//! HTTP header constants for PromGate.
//!
//! This module centralizes the header names the proxy treats specially.
//! Everything else is copied verbatim in both directions.

/// Content-Type header.
pub const CONTENT_TYPE: &str = "content-type";

/// Host header.
pub const HOST: &str = "host";

/// Transfer-Encoding header.
pub const TRANSFER_ENCODING: &str = "transfer-encoding";

/// Form content type accepted for POSTed query parameters.
pub const FORM_URLENCODED: &str = "application/x-www-form-urlencoded";

/// Headers describing the framing of the client connection rather than the message.
///
/// The HTTP client and server regenerate these for their own connection, so
/// they are not copied across.
pub const CONNECTION_MANAGED: &[&str] = &[HOST, TRANSFER_ENCODING];

/// Check if a header is owned by the connection and must not be copied.
///
/// # Arguments
///
/// * `header_name` - The header name to check (lowercase).
///
/// # Example
///
/// ```
/// use promgate_core::headers::is_connection_managed;
///
/// assert!(is_connection_managed("host"));
/// assert!(is_connection_managed("transfer-encoding"));
/// assert!(!is_connection_managed("authorization"));
/// ```
pub fn is_connection_managed(header_name: &str) -> bool {
    CONNECTION_MANAGED.contains(&header_name)
}

/// Returns true if the content type denotes a form-encoded body.
///
/// Parameters such as `charset` are ignored.
pub fn is_form_urlencoded(content_type: &str) -> bool {
    content_type
        .split(';')
        .next()
        .is_some_and(|mime| mime.trim().eq_ignore_ascii_case(FORM_URLENCODED))
}
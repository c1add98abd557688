use std::time::Duration;

use promql_parser::parser::{Call, Expr};

use crate::context::RequestContext;
use crate::duration::format_duration;
use crate::error::ValidationError;
use crate::expr::{self, Node};

use super::Validator;

const INCREASE: &str = "increase";
const OVER_TIME_SUFFIX: &str = "_over_time";

/// Caps the range-vector window of `increase` and every `*_over_time` function.
///
/// Every offending call is reported, joined into one message.
#[derive(Debug, Clone)]
pub struct FunctionRangeValidator {
    max_range: Duration,
}

impl FunctionRangeValidator {
    pub fn new(max_range: Duration) -> Self {
        Self { max_range }
    }

    fn is_tracked(name: &str) -> bool {
        name == INCREASE || name.ends_with(OVER_TIME_SUFFIX)
    }

    fn check_call(&self, call: &Call) -> Option<String> {
        let name = call.func.name;
        let Some(first) = call.args.args.first() else {
            return Some(format!("{name} function requires arguments"));
        };

        // Only a literal range selector has a window to check.
        let Expr::MatrixSelector(ms) = &**first else {
            return None;
        };

        (ms.range > self.max_range).then(|| {
            format!(
                "{name} function time range {} cannot exceed {}",
                format_duration(ms.range),
                format_duration(self.max_range)
            )
        })
    }
}

impl Validator for FunctionRangeValidator {
    fn name(&self) -> &'static str {
        "function_range"
    }

    fn validate(&self, ctx: &RequestContext) -> Result<(), ValidationError> {
        let mut errors = Vec::new();

        expr::inspect(ctx.expr(), |node, _| {
            if let Node::Call(call) = node
                && Self::is_tracked(call.func.name)
                && let Some(err) = self.check_call(call)
            {
                errors.push(err);
            }
        });

        if errors.is_empty() {
            Ok(())
        } else {
            Err(ValidationError::new(
                self.name(),
                format!("function validation errors: {}", errors.join("; ")),
            ))
        }
    }
}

* * * * * * * * *

Go through the listing above and find each line that contains "message", then copy it.

/// Headers describing the framing of the client connection rather than the message.
/// Every offending call is reported, joined into one message.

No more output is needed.